Elle faillit toutefois se trouver, de ce chef, débitrice du Domaine,
administration aussi rapace en ce temps-là que de nos jours. A la
discussion du contrat de mariage de Mlle de Blois avec le prince de Conti,
Louis XIV avait établi entre sa fille et son fils des liens civils que les
seuls actes de légitimation ne pouvaient former. De nouvelles lettres
patentes conférèrent respectivement au frère et à la sœur des droits
successifs. Mention en fut faite dans le contrat de Marie-Anne. Malgré cela,
le Domaine s'empara des biens du comte de Vermandois[49], alléguant que ces lettres
avaient seulement habilité la princesse de Conti à hériter par testament, et
que son frère était mort intestat.
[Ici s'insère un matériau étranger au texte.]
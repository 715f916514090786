//! TOML assessment definition parser.
//!
//! Loads assessment definitions from TOML files and directories, and
//! validates them.

use std::collections::{BTreeSet, HashSet};
use std::path::Path;

use anyhow::{Context, Result};
use chrono::{DateTime, Utc};
use serde::Deserialize;

use crate::model::{AccessPolicy, AnswerValue, AssessmentDefinition, Question, QuestionKind};

/// Intermediate TOML structure for parsing assessment files.
#[derive(Debug, Deserialize)]
struct TomlAssessmentFile {
    assessment: TomlAssessmentHeader,
    #[serde(default)]
    questions: Vec<TomlQuestion>,
}

#[derive(Debug, Deserialize)]
struct TomlAssessmentHeader {
    id: String,
    title: String,
    #[serde(default = "default_version")]
    version: u32,
    #[serde(default = "default_true")]
    published: bool,
    starts_at: String,
    ends_at: String,
    #[serde(default = "default_access")]
    access: String,
    #[serde(default)]
    students: Vec<String>,
    #[serde(default)]
    time_limit_secs: Option<u64>,
    #[serde(default)]
    graders: Vec<String>,
}

fn default_version() -> u32 {
    1
}

fn default_true() -> bool {
    true
}

fn default_access() -> String {
    "public".to_string()
}

#[derive(Debug, Deserialize)]
struct TomlQuestion {
    id: String,
    kind: String,
    max_marks: f64,
    #[serde(default)]
    prompt: String,
    #[serde(default)]
    answer: Option<AnswerValue>,
}

/// Parse a single TOML file into an `AssessmentDefinition`.
pub fn parse_assessment(path: &Path) -> Result<AssessmentDefinition> {
    let content = std::fs::read_to_string(path)
        .with_context(|| format!("failed to read assessment file: {}", path.display()))?;

    parse_assessment_str(&content, path)
}

/// Parse a TOML string into an `AssessmentDefinition` (useful for testing).
pub fn parse_assessment_str(content: &str, source_path: &Path) -> Result<AssessmentDefinition> {
    let parsed: TomlAssessmentFile = toml::from_str(content)
        .with_context(|| format!("failed to parse TOML: {}", source_path.display()))?;
    let header = parsed.assessment;

    let access = match header.access.to_lowercase().as_str() {
        "public" => AccessPolicy::Public,
        "assigned" => AccessPolicy::Assigned {
            students: header.students.into_iter().collect::<BTreeSet<_>>(),
        },
        other => anyhow::bail!("unknown access policy: {other}"),
    };

    let mut seen_ids = HashSet::new();
    let questions = parsed
        .questions
        .into_iter()
        .map(|q| {
            let kind: QuestionKind = q.kind.parse().map_err(|e: String| anyhow::anyhow!("{}", e))?;
            if !q.max_marks.is_finite() || q.max_marks < 0.0 {
                anyhow::bail!(
                    "question {}: max_marks must be a finite, non-negative number, got {}",
                    q.id,
                    q.max_marks
                );
            }
            if !seen_ids.insert(q.id.clone()) {
                anyhow::bail!("duplicate question ID: {}", q.id);
            }
            Ok(Question {
                id: q.id,
                kind,
                max_marks: q.max_marks,
                answer: q.answer,
                prompt: q.prompt,
            })
        })
        .collect::<Result<Vec<_>>>()?;

    Ok(AssessmentDefinition {
        id: header.id,
        title: header.title,
        version: header.version,
        published: header.published,
        starts_at: parse_instant("starts_at", &header.starts_at)?,
        ends_at: parse_instant("ends_at", &header.ends_at)?,
        access,
        time_limit_secs: header.time_limit_secs,
        graders: header.graders,
        questions,
    })
}

fn parse_instant(field: &str, value: &str) -> Result<DateTime<Utc>> {
    DateTime::parse_from_rfc3339(value)
        .map(|dt| dt.with_timezone(&Utc))
        .with_context(|| format!("{field} is not an RFC 3339 timestamp: {value}"))
}

/// Recursively load all `.toml` assessment files from a directory.
pub fn load_assessment_directory(dir: &Path) -> Result<Vec<AssessmentDefinition>> {
    let mut definitions = Vec::new();

    if !dir.is_dir() {
        anyhow::bail!("not a directory: {}", dir.display());
    }

    for entry in std::fs::read_dir(dir)
        .with_context(|| format!("failed to read directory: {}", dir.display()))?
    {
        let entry = entry?;
        let path = entry.path();

        if path.is_dir() {
            definitions.extend(load_assessment_directory(&path)?);
        } else if path.extension().is_some_and(|ext| ext == "toml") {
            match parse_assessment(&path) {
                Ok(definition) => definitions.push(definition),
                Err(e) => {
                    tracing::warn!("skipping {}: {:#}", path.display(), e);
                }
            }
        }
    }

    Ok(definitions)
}

/// A warning from assessment validation.
#[derive(Debug, Clone)]
pub struct ValidationWarning {
    /// The question ID (if applicable).
    pub question_id: Option<String>,
    /// Warning message.
    pub message: String,
}

impl ValidationWarning {
    fn assessment(message: impl Into<String>) -> Self {
        Self {
            question_id: None,
            message: message.into(),
        }
    }

    fn question(id: &str, message: impl Into<String>) -> Self {
        Self {
            question_id: Some(id.to_string()),
            message: message.into(),
        }
    }
}

/// Validate an assessment definition for common issues.
pub fn validate_assessment(definition: &AssessmentDefinition) -> Vec<ValidationWarning> {
    let mut warnings = Vec::new();

    if definition.ends_at < definition.starts_at {
        warnings.push(ValidationWarning::assessment(
            "ends_at is before starts_at; the assessment can never be attempted",
        ));
    }

    if let AccessPolicy::Assigned { students } = &definition.access {
        if students.is_empty() {
            warnings.push(ValidationWarning::assessment(
                "access is assigned but no students are listed",
            ));
        }
    }

    if definition.questions.is_empty() {
        warnings.push(ValidationWarning::assessment(
            "assessment has no questions; submissions are evaluated immediately with score 0",
        ));
    }

    if definition.time_limit_secs == Some(0) {
        warnings.push(ValidationWarning::assessment(
            "time_limit_secs is 0; attempts close as soon as they start",
        ));
    }

    for question in &definition.questions {
        match (question.kind, &question.answer) {
            (QuestionKind::Objective, None) => warnings.push(ValidationWarning::question(
                &question.id,
                "objective question has no canonical answer and can never be scored correct",
            )),
            (QuestionKind::Subjective, Some(_)) => warnings.push(ValidationWarning::question(
                &question.id,
                "subjective question has a canonical answer, which will be ignored",
            )),
            _ => {}
        }
    }

    warnings
}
Discuter les raisons alléguées par le fisc
serait oiseux. Elles parurent au moins spécieuses, puisque le roi dut préciser
son intention de déclarer Mme de Conti héritière de son frère, conformément
aux lettres de janvier 1680 et aux clauses de son contrat de mariage[50]. Cette roide attitude des
officiers fiscaux n'est pas indigne de remarque. En
recommandant à ses religieuses de ne point rester volontairement mêlées aux
affaires ordinaires de leurs proches, sainte Thérèse leur donnait cette
raison qu'elles ne seraient que trop souvent obligées par de graves
circonstances de sortir de leur recueillement pour les conseiller ou les
consoler. Ce qui se passa dans la famille de sœur Louise de la Miséricorde
justifia pleinement ces sages prévisions. La pauvre femme avait à peine
liquidé la succession de son fils qu'elle eut à régler celle de son gendre. On se
rappelle au milieu de quels transports de joie s'étaient célébrées les noces
d'Armand de Bourbon, prince de Conti, et de Marie-Anne, demoiselle de Blois.
C'était un mariage écrit dans le ciel ; c'était sur terre un mariage d'amour.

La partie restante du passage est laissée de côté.